Mr Oei said this claim is false. The property at the centre of the dispute is the Plaza of Nations, a 550,000 sq ft site Concord has valued at about C$500 million (S$522 million). It was the heart of the 1986 Expo World Fair in the city.

Mr Oei bought the property from a Concord affiliate in 1989. It is part of a larger site - also used for the Expo - that Concord bought from the province of British Columbia in the mid-1980s. Concord developed the larger Expo site into a project of more than 50 buildings, known as Concord Pacific Place.

In 2012, Mr Oei's company filed a re-zoning application for a massive mixed-use development for the Plaza of Nations plot - including 1,700 to 2,000 homes, retail and office space, a hotel, a community centre as well as an ice rink and sports science centre.

Concord's claim alleges that Mr Oei had agreed last year to enter into a joint venture for the redevelopment of the site, and that Concord was to acquire a 50 per cent indirect interest in the property.

The agreement was made partly in writing and partly verbally. Concord allegedly paid Mr Oei an initial deposit of C$10 million.

Under the terms of the alleged agreement, Concord would, among other things, provide development, construction, marketing and sales and leasing management services, it said. It is suing Mr Oei for breach of the agreement, and is seeking an order that the deal either be carried out or that the deposit be returned with interest along with other damages and costs.

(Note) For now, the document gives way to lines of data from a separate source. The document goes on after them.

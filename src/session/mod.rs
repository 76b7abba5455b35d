use serde::Serialize;
use std::time::Duration;

use placepicker_boundary as json;
use placepicker_core::{
    entities::*,
    gateways::{geolocation::GeolocationProbe, location_cache::LocationCache},
    shell::MapShell,
};

mod script;
mod widgets;

pub use self::script::*;
use self::widgets::*;

/// Gives up on a probe that does not answer in time.
pub struct Bounded<P> {
    probe: P,
    timeout: Duration,
}

impl<P> Bounded<P> {
    pub const fn new(probe: P, timeout: Duration) -> Self {
        Self { probe, timeout }
    }
}

impl<P> GeolocationProbe for Bounded<P>
where
    P: GeolocationProbe,
{
    async fn current_position(&self) -> Result<Coordinate, GeolocationError> {
        tokio::time::timeout(self.timeout, self.probe.current_position())
            .await
            .unwrap_or(Err(GeolocationError::Timeout))
    }
}

#[derive(Serialize, Debug)]
#[serde(rename_all = "camelCase")]
pub struct SessionState {
    pub geolocation: json::GeolocationState,
    pub selected_place: Option<json::SelectedPlace>,
    /// Center of the mounted map.
    pub center: Option<json::Coordinate>,
    pub bounds: Option<json::ViewportBounds>,
}

impl<C> From<&MapShell<ScriptedMap, C>> for SessionState
where
    C: LocationCache,
{
    fn from(shell: &MapShell<ScriptedMap, C>) -> Self {
        Self {
            geolocation: shell.geolocation().into(),
            selected_place: shell.selected_place().cloned().map(Into::into),
            center: shell.map().map(|map| map.center().into()),
            bounds: shell.bounds().map(Into::into),
        }
    }
}

/// Mounts a map shell, resolves the geolocation once and
/// applies the recorded events in order.
pub async fn replay<C, P>(cache: C, zoom: u8, probe: &P, script: Script) -> SessionState
where
    C: LocationCache,
    P: GeolocationProbe,
{
    let mut shell = MapShell::<ScriptedMap, C>::new(cache, zoom);
    shell.locate(probe).await;

    let autocomplete = ScriptedAutocomplete::default();
    let search_box = ScriptedSearchBox::default();

    for (index, event) in script.events.into_iter().enumerate() {
        log::debug!("Apply event #{index}: {event:?}");
        match event {
            Event::MapLoad { bounds } => {
                let map = ScriptedMap::new(shell.map_options().center, bounds.map(Into::into));
                shell.on_map_load(map);
            }
            Event::MapUnmount => {
                shell.on_map_unmount();
            }
            Event::BoundsChanged { bounds } => {
                if let Some(map) = shell.map() {
                    map.lay_out(bounds.map(Into::into));
                }
                shell.on_bounds_changed();
            }
            Event::AutocompleteLoad => {
                shell.on_autocomplete_load(autocomplete.clone());
            }
            Event::PlaceChanged { place } => {
                autocomplete.commit(place.into());
                shell.on_place_changed();
            }
            Event::SearchBoxLoad => {
                shell.on_search_box_load(search_box.clone());
            }
            Event::PlacesChanged { places } => {
                search_box.commit(places.map(|places| places.into_iter().map(Into::into).collect()));
                shell.on_places_changed();
            }
            Event::MapClick { pos, place_id } => {
                let event = ScriptedMouseEvent::new(pos.map(Into::into), place_id);
                shell.on_map_click(&event);
                log::debug!("Info window suppressed: {}", event.is_stopped());
            }
            Event::MarkerDragEnd { pos } => {
                let event = ScriptedMouseEvent::new(pos.map(Into::into), None);
                shell.on_marker_drag_end(&event);
                log::debug!("Info window suppressed: {}", event.is_stopped());
            }
        }
    }
    if let Some(place) = shell.selected_place() {
        log::info!("{place}");
    }
    SessionState::from(&shell)
}

#[cfg(test)]
mod tests {
    use super::*;
    use placepicker_gateways::{
        geolocation::StaticGeolocation,
        location_cache::{StoredLocation, DEFAULT_STORAGE_KEY},
        storage::MemoryStore,
    };

    const DEFAULT_POS: Coordinate = Coordinate::new(-3.745, -38.523);

    struct Pending;

    impl GeolocationProbe for Pending {
        async fn current_position(&self) -> Result<Coordinate, GeolocationError> {
            std::future::pending().await
        }
    }

    fn cache() -> StoredLocation<MemoryStore> {
        StoredLocation::new(MemoryStore::default(), DEFAULT_STORAGE_KEY, DEFAULT_POS)
    }

    fn script(json: &str) -> Script {
        serde_json::from_str(json).unwrap()
    }

    #[tokio::test]
    async fn search_then_click() {
        let probe = StaticGeolocation::Fixed(Coordinate::new(10.0, 20.0));
        let state = replay(
            cache(),
            18,
            &probe,
            script(
                r#"{ "events": [
                  { "type": "map-load", "bounds": { "sw": { "lat": 9, "lng": 19 }, "ne": { "lat": 11, "lng": 21 } } },
                  { "type": "search-box-load" },
                  { "type": "places-changed", "places": [
                    { "placeId": "first", "location": { "lat": 50, "lng": 8 } },
                    { "placeId": "second", "location": { "lat": 51, "lng": 9 } }
                  ] },
                  { "type": "map-click", "pos": { "lat": 50.1, "lng": 8.1 } }
                ] }"#,
            ),
        )
        .await;
        assert_eq!(
            state.geolocation,
            json::GeolocationState {
                initialized: true,
                pos: json::Coordinate { lat: 10.0, lng: 20.0 }
            }
        );
        assert_eq!(
            state.selected_place,
            Some(json::SelectedPlace {
                place_id: None,
                pos: json::Coordinate { lat: 50.1, lng: 8.1 }
            })
        );
        assert_eq!(state.center, Some(json::Coordinate { lat: 50.0, lng: 8.0 }));
        assert!(state.bounds.is_some());
    }

    #[tokio::test]
    async fn empty_search_keeps_the_center() {
        let probe = StaticGeolocation::Failing(GeolocationError::PermissionDenied);
        let state = replay(
            cache(),
            18,
            &probe,
            script(
                r#"{ "events": [
                  { "type": "map-load" },
                  { "type": "search-box-load" },
                  { "type": "places-changed", "places": [] }
                ] }"#,
            ),
        )
        .await;
        assert!(state.selected_place.is_none());
        assert!(state.geolocation.initialized);
        assert_eq!(state.center, Some(json::Coordinate::from(DEFAULT_POS)));
    }

    #[tokio::test]
    async fn marker_drag_needs_a_selection() {
        let probe = StaticGeolocation::Failing(GeolocationError::Unsupported);
        let state = replay(
            cache(),
            18,
            &probe,
            script(
                r#"{ "events": [
                  { "type": "map-load" },
                  { "type": "marker-drag-end", "pos": { "lat": 5, "lng": 6 } }
                ] }"#,
            ),
        )
        .await;
        assert!(state.selected_place.is_none());
    }

    #[tokio::test]
    async fn probe_times_out() {
        let probe = Bounded::new(Pending, Duration::from_millis(10));
        assert_eq!(
            probe.current_position().await,
            Err(GeolocationError::Timeout)
        );
    }
}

But in Monday's claim, Mr Oei denied there was ever an agreement.

He also claimed that Concord, knowing that its claims were not true, tried to prevent him and his company from developing the property in partnership with other Canadian parties.

Mr Oei, who is claiming damages and costs, has also alleged that Mr Hui, who is Concord's president and chief executive, and Concord wanted to induce or compel him and his company to continue negotiations with Concord.